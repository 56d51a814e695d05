//! API error types with structured JSON responses.

use axum::http::StatusCode;
use axum::response::{IntoResponse, Response};
use axum::Json;
use serde::Serialize;

use crate::analysis::AnalysisError;
use crate::fetch::FetchError;
use crate::report::ReportError;

/// Structured error response body.
#[derive(Debug, Serialize)]
pub struct ErrorBody {
    pub error: ErrorDetail,
}

#[derive(Debug, Serialize)]
pub struct ErrorDetail {
    pub code: &'static str,
    pub message: String,
}

/// API-level errors with HTTP status mapping.
#[derive(Debug, thiserror::Error)]
pub enum ApiError {
    #[error("Invalid request: {0}")]
    BadRequest(String),
    #[error("Upstream service failed: {0}")]
    UpstreamFailed(String),
    #[error("Upstream service timed out: {0}")]
    UpstreamTimeout(String),
    #[error("Unparseable upstream response: {0}")]
    Unparseable(String),
    #[error("Internal error: {0}")]
    Internal(String),
}

impl IntoResponse for ApiError {
    fn into_response(self) -> Response {
        let (status, code, message) = match self {
            ApiError::BadRequest(detail) => (StatusCode::BAD_REQUEST, "BAD_REQUEST", detail),
            ApiError::UpstreamFailed(detail) => {
                tracing::warn!(detail, "Upstream failure");
                (StatusCode::BAD_GATEWAY, "UPSTREAM_FAILED", detail)
            }
            ApiError::UpstreamTimeout(detail) => {
                tracing::warn!(detail, "Upstream timeout");
                (StatusCode::GATEWAY_TIMEOUT, "UPSTREAM_TIMEOUT", detail)
            }
            ApiError::Unparseable(detail) => {
                tracing::warn!(detail, "Unparseable assistant response");
                (StatusCode::BAD_GATEWAY, "UNPARSEABLE_RESPONSE", detail)
            }
            ApiError::Internal(detail) => {
                tracing::error!(detail, "API internal error");
                (
                    StatusCode::INTERNAL_SERVER_ERROR,
                    "INTERNAL",
                    "An internal error occurred".to_string(),
                )
            }
        };

        let body = ErrorBody {
            error: ErrorDetail { code, message },
        };
        (status, Json(body)).into_response()
    }
}

impl From<AnalysisError> for ApiError {
    fn from(err: AnalysisError) -> Self {
        match err {
            AnalysisError::ExternalService(detail) => ApiError::UpstreamFailed(detail),
            e @ AnalysisError::Timeout { .. } => ApiError::UpstreamTimeout(e.to_string()),
            AnalysisError::Parse(detail) => ApiError::Unparseable(detail),
            AnalysisError::Io(e) => ApiError::Internal(e.to_string()),
        }
    }
}

impl From<FetchError> for ApiError {
    fn from(err: FetchError) -> Self {
        match err {
            FetchError::Validation(detail) => ApiError::BadRequest(detail),
            FetchError::Http(detail) => ApiError::UpstreamFailed(detail),
            FetchError::Io(e) => ApiError::Internal(e.to_string()),
        }
    }
}

impl From<ReportError> for ApiError {
    fn from(err: ReportError) -> Self {
        ApiError::Internal(err.to_string())
    }
}

#[cfg(test)]
mod tests {
    use super::*;
    use axum::body::to_bytes;

    async fn body_json(response: Response) -> serde_json::Value {
        let body = to_bytes(response.into_body(), 4096).await.unwrap();
        serde_json::from_slice(&body).unwrap()
    }

    #[tokio::test]
    async fn bad_request_returns_400_with_detail() {
        let response = ApiError::BadRequest("URL is empty".into()).into_response();
        assert_eq!(response.status(), StatusCode::BAD_REQUEST);
        let json = body_json(response).await;
        assert_eq!(json["error"]["code"], "BAD_REQUEST");
        assert_eq!(json["error"]["message"], "URL is empty");
    }

    #[tokio::test]
    async fn internal_hides_detail() {
        let response = ApiError::Internal("disk on fire".into()).into_response();
        assert_eq!(response.status(), StatusCode::INTERNAL_SERVER_ERROR);
        let json = body_json(response).await;
        assert_eq!(json["error"]["code"], "INTERNAL");
        assert_eq!(json["error"]["message"], "An internal error occurred");
    }

    #[tokio::test]
    async fn analysis_errors_map_to_status() {
        let cases = [
            (AnalysisError::ExternalService("x".into()), StatusCode::BAD_GATEWAY, "UPSTREAM_FAILED"),
            (AnalysisError::Timeout { waited_secs: 300 }, StatusCode::GATEWAY_TIMEOUT, "UPSTREAM_TIMEOUT"),
            (AnalysisError::Parse("x".into()), StatusCode::BAD_GATEWAY, "UNPARSEABLE_RESPONSE"),
            (
                AnalysisError::Io(std::io::Error::from(std::io::ErrorKind::NotFound)),
                StatusCode::INTERNAL_SERVER_ERROR,
                "INTERNAL",
            ),
        ];
        for (err, status, code) in cases {
            let response = ApiError::from(err).into_response();
            assert_eq!(response.status(), status);
            assert_eq!(body_json(response).await["error"]["code"], code);
        }
    }

    #[tokio::test]
    async fn fetch_errors_map_to_status() {
        let response = ApiError::from(FetchError::Validation("empty".into())).into_response();
        assert_eq!(response.status(), StatusCode::BAD_REQUEST);

        let response = ApiError::from(FetchError::Http("404".into())).into_response();
        assert_eq!(response.status(), StatusCode::BAD_GATEWAY);
    }

    #[tokio::test]
    async fn report_errors_are_internal() {
        let err = ReportError::Pdf("save error".into());
        let response = ApiError::from(err).into_response();
        assert_eq!(response.status(), StatusCode::INTERNAL_SERVER_ERROR);
    }
}
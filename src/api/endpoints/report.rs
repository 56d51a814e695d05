//! `POST /api/generate-pdf` — render a report from a finished analysis.

use axum::extract::rejection::JsonRejection;
use axum::extract::State;
use axum::Json;
use base64::Engine;
use serde::{Deserialize, Serialize};

use crate::analysis::AnalysisResult;
use crate::api::endpoints::{json_body, run_blocking};
use crate::api::error::ApiError;
use crate::api::types::ApiContext;
use crate::fetch::download_image;
use crate::report::render_report;

#[derive(Debug, Deserialize)]
pub struct GeneratePdfRequest {
    pub before_url: String,
    pub after_url: String,
    pub analysis_results: AnalysisResult,
}

#[derive(Debug, Serialize)]
pub struct GeneratePdfResponse {
    pub success: bool,
    pub pdf_base64: String,
}

pub async fn generate_pdf(
    State(ctx): State<ApiContext>,
    payload: Result<Json<GeneratePdfRequest>, JsonRejection>,
) -> Result<Json<GeneratePdfResponse>, ApiError> {
    let request = json_body(payload)?;
    let pdf = run_blocking(move || {
        let _span = tracing::info_span!("generate_pdf_request").entered();
        let http = ctx
            .download_client()
            .map_err(|e| ApiError::Internal(format!("HTTP client: {e}")))?;
        let before = download_image(&http, &request.before_url)?;
        let after = download_image(&http, &request.after_url)?;
        Ok(render_report(before.path(), after.path(), &request.analysis_results)?)
    })
    .await?;

    tracing::info!(size = pdf.len(), "Report generated");

    Ok(Json(GeneratePdfResponse {
        success: true,
        pdf_base64: base64::engine::general_purpose::STANDARD.encode(pdf),
    }))
}
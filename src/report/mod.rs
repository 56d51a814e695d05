//! Before/after PDF report.
//!
//! `layout` sizes and stacks the region cards from measured text, `palette`
//! holds the static colors and labels, and `pdf` draws the single A4 page.

pub mod layout;
pub mod palette;
pub mod pdf;

pub use layout::*;
pub use palette::*;
pub use pdf::*;

use std::path::PathBuf;

/// Errors from building the report.
#[derive(Debug, thiserror::Error)]
pub enum ReportError {
    #[error("Cannot read image {path}: {reason}")]
    Image { path: PathBuf, reason: String },

    #[error("PDF generation failed: {0}")]
    Pdf(String),

    #[error("I/O error: {0}")]
    Io(#[from] std::io::Error),
}
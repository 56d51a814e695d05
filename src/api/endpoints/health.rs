//! Service status endpoint.

use axum::Json;
use serde::Serialize;

#[derive(Debug, Serialize)]
pub struct StatusResponse {
    pub message: &'static str,
    pub status: &'static str,
}

/// `GET /` — liveness check.
pub async fn root() -> Json<StatusResponse> {
    Json(StatusResponse {
        message: "GlowMetrics Analysis API",
        status: "running",
    })
}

-- -- --

→ Task objective: The answer is the line with "pub struct StatusResponse" plus every line after it, printed exactly as they appear above.

→ The completed task:
pub struct StatusResponse {
    pub message: &'static str,
    pub status: &'static str,
}

/// `GET /` — liveness check.
pub async fn root() -> Json<StatusResponse> {
    Json(StatusResponse {
        message: "GlowMetrics Analysis API",
        status: "running",
    })
}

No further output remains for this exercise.